▶ What you are asked to do
Every line below that holds the string "SqlxPostgresConnector" should be copied.

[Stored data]
▼
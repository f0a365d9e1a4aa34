#![cfg_attr(coverage_nightly, feature(coverage_attribute))]
//! Tenant-isolated storage on top of `SeaORM`.
//!
//! The crate is layered bottom-up:
//! - [`secure`]: the isolation predicate store. Every statement against an isolated
//!   table carries `tenant_id = <bound tenant>`; with nothing bound it matches nothing.
//! - [`context`]: binds exactly one tenant to one pooled session for one unit of work.
//! - [`migrate`]: the schema evolution orchestrator that retrofits isolation onto
//!   live tables (add column, backfill, verify, promote, policy, index).
//! - [`audit`]: the tenant-attributed mutation trail, attached to every write.
//!
//! # Example
//! ```rust,no_run
//! use tenancy_db::{ConnectOpts, TenancyDb};
//! use tenancy_db::audit::{AuditConfig, AuditLogger};
//! use tenancy_db::context::TenantContextManager;
//! use tenancy_security::{ActorId, SecurityContext, TenantId};
//!
//! # async fn run() -> Result<(), Box<dyn std::error::Error>> {
//! let db = TenancyDb::connect("sqlite://tenancy.db?mode=rwc", ConnectOpts::default()).await?;
//! let audit = AuditLogger::new(AuditConfig::default(), db.store());
//! let manager = TenantContextManager::new(db.store(), audit);
//!
//! let ctx = SecurityContext::for_tenant(TenantId::random(), ActorId::system());
//! let tenant = manager
//!     .with_tenant(&ctx, |uow| Box::pin(async move { Ok::<_, tenancy_db::TenancyError>(uow.tenant_id()) }))
//!     .await?;
//! # let _ = tenant;
//! # Ok(())
//! # }
//! ```

#![cfg_attr(
    not(any(feature = "pg", feature = "sqlite")),
    allow(unused_imports, unused_variables, dead_code, unreachable_code)
)]

pub mod audit;
pub mod config;
pub mod context;
pub mod error;
pub mod migrate;
pub mod secure;
pub mod tenants;

mod pool_opts;
mod sql;

pub use error::{PublicOutcome, TenancyError};

use std::time::Duration;

#[cfg(any(feature = "pg", feature = "sqlite"))]
use pool_opts::ApplyPoolOpts;

#[cfg(feature = "pg")]
use sea_orm::SqlxPostgresConnector;
#[cfg(feature = "sqlite")]
use sea_orm::SqlxSqliteConnector;
#[cfg(feature = "pg")]
use sea_orm::sqlx::postgres::PgPoolOptions;
#[cfg(feature = "sqlite")]
use sea_orm::sqlx::sqlite::SqlitePoolOptions;

use sea_orm::{ConnectionTrait, DatabaseBackend, DatabaseConnection};
use thiserror::Error;

use crate::secure::IsolationStore;

/// Library-local result type for connection setup.
pub type Result<T> = std::result::Result<T, DbError>;

/// Errors raised while opening the pool.
#[derive(Debug, Error)]
pub enum DbError {
    #[error("Unknown DSN: {0}")]
    UnknownDsn(String),

    #[error("Feature not enabled: {0}")]
    FeatureDisabled(&'static str),

    #[cfg(any(feature = "pg", feature = "sqlite"))]
    #[error(transparent)]
    Sqlx(#[from] sea_orm::sqlx::Error),

    #[error(transparent)]
    Sea(#[from] sea_orm::DbErr),
}

/// Supported engines.
#[derive(Clone, Copy, Debug, PartialEq, Eq)]
pub enum DbEngine {
    Postgres,
    Sqlite,
}

/// Connection pool options; each driver applies the subset it supports.
#[derive(Clone, Debug)]
pub struct ConnectOpts {
    /// Maximum number of connections in the pool.
    pub max_conns: Option<u32>,
    /// Minimum number of connections in the pool.
    pub min_conns: Option<u32>,
    /// Timeout to acquire a connection from the pool.
    pub acquire_timeout: Option<Duration>,
    /// Idle timeout before a connection is closed.
    pub idle_timeout: Option<Duration>,
    /// Test connection health before acquire.
    pub test_before_acquire: bool,
}

impl Default for ConnectOpts {
    fn default() -> Self {
        Self {
            max_conns: Some(10),
            min_conns: None,
            acquire_timeout: Some(Duration::from_secs(30)),
            idle_timeout: None,
            test_before_acquire: false,
        }
    }
}

#[cfg(feature = "sqlite")]
const DEFAULT_SQLITE_BUSY_TIMEOUT: i64 = 5000;

/// Handle to the shared pool. Cloning is cheap.
#[derive(Clone)]
pub struct TenancyDb {
    engine: DbEngine,
    dsn: String,
    sea: DatabaseConnection,
}

impl std::fmt::Debug for TenancyDb {
    fn fmt(&self, f: &mut std::fmt::Formatter<'_>) -> std::fmt::Result {
        f.debug_struct("TenancyDb")
            .field("engine", &self.engine)
            .field("dsn", &redact_credentials_in_dsn(Some(&self.dsn)))
            .finish_non_exhaustive()
    }
}

impl TenancyDb {
    /// Detect engine by DSN scheme.
    ///
    /// # Errors
    /// Returns `DbError::UnknownDsn` if the DSN scheme is not recognized.
    pub fn detect(dsn: &str) -> Result<DbEngine> {
        let s = dsn.trim_start();
        if s.starts_with("postgres://") || s.starts_with("postgresql://") {
            Ok(DbEngine::Postgres)
        } else if s.starts_with("sqlite:") {
            Ok(DbEngine::Sqlite)
        } else {
            Err(DbError::UnknownDsn(redact_credentials_in_dsn(Some(dsn))))
        }
    }

    /// Open the pool.
    ///
    /// # Errors
    /// Returns an error if the DSN is invalid, the backend feature is off, or the
    /// connection fails.
    pub async fn connect(dsn: &str, opts: ConnectOpts) -> Result<Self> {
        let engine = Self::detect(dsn)?;
        let sea = match engine {
            #[cfg(feature = "pg")]
            DbEngine::Postgres => {
                let pool = PgPoolOptions::new().apply(&opts).connect(dsn).await?;
                SqlxPostgresConnector::from_sqlx_postgres_pool(pool)
            }
            #[cfg(not(feature = "pg"))]
            DbEngine::Postgres => {
                return Err(DbError::FeatureDisabled("PostgreSQL feature not enabled"));
            }
            #[cfg(feature = "sqlite")]
            DbEngine::Sqlite => {
                let is_memory = dsn.contains(":memory:") || dsn.contains("mode=memory");
                let pool = SqlitePoolOptions::new()
                    .apply(&opts)
                    .after_connect(move |conn, _meta| {
                        Box::pin(async move {
                            sea_orm::sqlx::query("PRAGMA foreign_keys = ON")
                                .execute(&mut *conn)
                                .await?;
                            if !is_memory {
                                // PRAGMA takes no bound parameters.
                                let pragma =
                                    format!("PRAGMA busy_timeout = {DEFAULT_SQLITE_BUSY_TIMEOUT}");
                                sea_orm::sqlx::query(&pragma).execute(&mut *conn).await?;
                            }
                            Ok(())
                        })
                    })
                    .connect(dsn)
                    .await?;
                SqlxSqliteConnector::from_sqlx_sqlite_pool(pool)
            }
            #[cfg(not(feature = "sqlite"))]
            DbEngine::Sqlite => {
                return Err(DbError::FeatureDisabled("SQLite feature not enabled"));
            }
        };

        tracing::debug!(
            engine = ?engine,
            dsn = %redact_credentials_in_dsn(Some(dsn)),
            "database pool opened"
        );

        Ok(Self {
            engine,
            dsn: dsn.to_owned(),
            sea,
        })
    }

    #[must_use]
    pub fn engine(&self) -> DbEngine {
        self.engine
    }

    #[must_use]
    pub fn backend(&self) -> DatabaseBackend {
        self.sea.get_database_backend()
    }

    /// Isolation store over this pool: the only way runtime code reaches tables.
    #[must_use]
    pub fn store(&self) -> IsolationStore {
        IsolationStore::new(self.sea.clone())
    }

    /// Privileged connection for schema evolution. Not exposed outside the crate.
    pub(crate) fn privileged(&self) -> &DatabaseConnection {
        &self.sea
    }
}

/// Replace the password component of a DSN with `***`.
#[must_use]
pub fn redact_credentials_in_dsn(dsn: Option<&str>) -> String {
    match dsn {
        Some(dsn) if dsn.contains('@') => {
            if let Ok(mut parsed) = url::Url::parse(dsn) {
                if parsed.password().is_some() {
                    let _ = parsed.set_password(Some("***"));
                }
                parsed.to_string()
            } else {
                "***".to_owned()
            }
        }
        Some(dsn) => dsn.to_owned(),
        None => "none".to_owned(),
    }
}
▲
▶ Problem solution
use sea_orm::SqlxPostgresConnector;
                SqlxPostgresConnector::from_sqlx_postgres_pool(pool)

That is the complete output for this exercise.